Según las azafatas, este es el lugar del avión donde nunca se debería apoyar un abrigo

Un gesto automático al subir a un avión puede tener consecuencias poco agradables. Tripulantes de cabina y especialistas en higiene coinciden en que el compartimiento superior para equipaje no es un buen lugar para guardar el abrigo durante el vuelo, ni por razones sanitarias ni operativas.

En un contexto donde la higiene y la eficiencia a bordo son cada vez más relevantes, evitar el compartimiento superior para el abrigo es una decisión simple pero efectiva. Escuchar las recomendaciones de quienes trabajan a diario en el avión puede marcar la diferencia entre un vuelo cómodo y uno innecesariamente incómodo.

Un espacio más sucio de lo que parece

Para muchos pasajeros, colocar el abrigo en el portaequipajes sobre el asiento parece la opción más práctica. Sin embargo, varias azafatas advierten que estos compartimientos concentran suciedad invisible. Loretta Hill, tripulante de cabina de JetBlue Airways desde hace más de diez años, explica que es uno de los errores más comunes entre los viajeros frecuentes.

El problema principal es el origen de la suciedad: las ruedas de las valijas. Estos compartimientos reciben el contacto directo de equipajes que previamente circularon por calles, veredas, baños públicos y áreas comunes de aeropuertos. Según estudios citados por especialistas, las ruedas de las valijas pueden ser hasta 58 veces más sucias que una tapa de inodoro.

Emilia Ryan, también azafata, detalló en declaraciones a Reader’s Digest que, además, estos espacios no forman parte del protocolo de limpieza profunda habitual, por lo que no se desinfectan con la misma frecuencia que mesas, apoyabrazos o cinturones de seguridad.

Riesgos microbiológicos en contacto con la ropa

Desde el punto de vista científico, el riesgo no es menor.
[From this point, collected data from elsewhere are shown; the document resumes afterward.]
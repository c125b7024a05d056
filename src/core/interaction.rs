use crate::constants::*;
use crate::core::targets::ElementId;
use crate::core::tween::{Ease, TweenSink, TweenVars};
use crate::core::viewport::Viewport;
use rand::Rng;

// ---------------- Anchor smooth scroll ----------------

/// Selector for an in-page anchor `href`, or `None` when it names no
/// element (`"#"`, empty, or not a fragment).
pub fn anchor_selector(href: &str) -> Option<&str> {
    let href = href.trim();
    match href.strip_prefix('#') {
        Some(fragment) if !fragment.is_empty() => Some(href),
        _ => None,
    }
}

/// Scroll position that leaves the target clear of the fixed header.
#[inline]
pub fn scroll_target_y(offset_top: f64) -> f64 {
    offset_top - SCROLL_HEADER_OFFSET
}

pub fn smooth_scroll_to(offset_top: f64, sink: &mut impl TweenSink) -> f64 {
    let y = scroll_target_y(offset_top);
    sink.scroll_to(
        y,
        &TweenVars::over(SCROLL_DURATION).ease(Ease::Power2Out),
    );
    y
}

// ---------------- Join buttons ----------------

#[derive(Clone, Debug, PartialEq, Eq)]
pub struct NavigationPlan {
    pub url: String,
    pub delay_ms: i32,
    pub target: &'static str,
    pub features: &'static str,
}

/// Only buttons embedded in a card with a link navigate.
pub fn join_plan(in_card: bool, href: Option<&str>) -> Option<NavigationPlan> {
    if !in_card {
        return None;
    }
    let url = href.map(str::trim).filter(|u| !u.is_empty())?;
    Some(NavigationPlan {
        url: url.to_string(),
        delay_ms: NAVIGATION_DELAY_MS,
        target: NAVIGATION_TARGET,
        features: NAVIGATION_FEATURES,
    })
}

pub fn press_feedback(button: ElementId, sink: &mut impl TweenSink) {
    let from = TweenVars::new().scale(1.0);
    let to = TweenVars::over(PRESS_DURATION)
        .scale(PRESS_SCALE)
        .yoyo()
        .repeat(1);
    sink.from_to(&[button], &from, &to);
}

// ---------------- Focus mode ----------------

#[derive(Clone, Copy, Debug, Default, PartialEq, Eq)]
pub struct FocusMode {
    keyboard: bool,
}

impl FocusMode {
    /// `Some(true)` when Tab switches keyboard mode on.
    pub fn on_key_down(&mut self, key: &str) -> Option<bool> {
        if key == "Tab" && !self.keyboard {
            self.keyboard = true;
            return Some(true);
        }
        None
    }

    /// `Some(false)` when a pointer press ends keyboard mode.
    pub fn on_pointer_down(&mut self) -> Option<bool> {
        if self.keyboard {
            self.keyboard = false;
            return Some(false);
        }
        None
    }

    #[cfg(test)]
    pub fn is_keyboard(&self) -> bool {
        self.keyboard
    }
}

// ---------------- Hero particles ----------------

#[derive(Clone, Copy, Debug, PartialEq)]
pub struct ParticleSpec {
    pub size_px: f64,
    pub left_pct: f64,
    pub top_pct: f64,
    pub delay_s: f64,
}

impl ParticleSpec {
    pub fn style(&self) -> [(&'static str, String); 5] {
        [
            ("width", format!("{}px", self.size_px)),
            ("height", format!("{}px", self.size_px)),
            ("left", format!("{}%", self.left_pct)),
            ("top", format!("{}%", self.top_pct)),
            ("animation-delay", format!("{}s", self.delay_s)),
        ]
    }
}

pub fn spawn_particles(rng: &mut impl Rng, count: usize) -> Vec<ParticleSpec> {
    (0..count)
        .map(|_| ParticleSpec {
            size_px: rng.gen::<f64>() * PARTICLE_SIZE_SPAN_PX + PARTICLE_SIZE_MIN_PX,
            left_pct: rng.gen::<f64>() * 100.0,
            top_pct: rng.gen::<f64>() * 100.0,
            delay_s: rng.gen::<f64>() * PARTICLE_DELAY_MAX_SEC,
        })
        .collect()
}

// ---------------- Mobile adaptation ----------------

/// Seconds of the first entry of a computed `animation-duration`.
pub fn parse_css_seconds(value: &str) -> Option<f64> {
    let first = value.split(',').next()?.trim();
    let (number, per_second) = if let Some(ms) = first.strip_suffix("ms") {
        (ms, 1000.0)
    } else if let Some(s) = first.strip_suffix('s') {
        (s, 1.0)
    } else {
        (first, 1.0)
    };
    let v = number.trim().parse::<f64>().ok()?;
    v.is_finite().then_some(v / per_second)
}

#[derive(Clone, Debug, Default, PartialEq)]
pub struct LayoutAdaptation {
    pub remove_particles: bool,
    /// New duration in seconds per shape; `None` leaves a shape unchanged.
    pub shape_durations: Vec<Option<f64>>,
}

impl LayoutAdaptation {
    pub fn is_noop(&self) -> bool {
        !self.remove_particles && self.shape_durations.iter().all(Option::is_none)
    }
}

/// Narrow viewports drop the particles and slow the CSS shape animations.
pub fn adapt_layout(viewport: Viewport, shape_durations: &[Option<f64>]) -> LayoutAdaptation {
    if viewport.is_desktop() {
        return LayoutAdaptation {
            remove_particles: false,
            shape_durations: vec![None; shape_durations.len()],
        };
    }
    LayoutAdaptation {
        remove_particles: true,
        shape_durations: shape_durations
            .iter()
            .map(|d| d.filter(|v| *v > 0.0).map(|v| v * MOBILE_DURATION_FACTOR))
            .collect(),
    }
}

// ---------------- Badge visibility ----------------

pub const BADGE_SECTION_STYLE: &[(&str, &str)] = &[("display", "block"), ("visibility", "visible")];

pub const BADGE_CARD_STYLE: &[(&str, &str)] = &[
    ("display", "block"),
    ("visibility", "visible"),
    ("opacity", "1"),
];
El microbiólogo Jason Tetro explicó que en los compartimientos superiores pueden encontrarse bacterias como Pseudomonas aeruginosa, Staphylococcus e incluso levaduras. Aunque el portaequipajes no está en contacto directo con la piel, la ropa sí lo está, lo que facilita el traslado de microorganismos al cuerpo, especialmente en vuelos largos.

Apoyar un abrigo en ese espacio implica luego usarlo directamente sobre el cuello, brazos y rostro, zonas sensibles donde el contacto bacteriano es más problemático.

Un obstáculo para la organización del vuelo

Más allá de la higiene, existe un motivo operativo clave. El compartimiento superior está diseñado exclusivamente para valijas de mano. Cuando se llena con abrigos, camperas o mochilas blandas, el espacio se vuelve insuficiente y obliga a la tripulación a redistribuir equipaje a último momento.

El steward Mateusz Maszczynski señaló que los abrigos suelen ser responsables de demoras durante el embarque, dificultades para cerrar los compartimientos y retrasos en la salida del avión. Para el personal de cabina, reorganizar estos espacios en vuelos completos se traduce en más presión operativa y menor fluidez.

Dónde guardar el abrigo de forma segura

Las recomendaciones del personal aéreo son simples y prácticas:

  • llevar el abrigo sobre las piernas durante el despegue,
  • colocarlo a los pies, si el espacio lo permite,
  • apoyarlo detrás de la espalda,
  • o guardarlo dentro de la valija de mano.

Estas alternativas reducen el contacto con superficies sucias, mejoran la convivencia a bordo y facilitan el trabajo de la tripulación.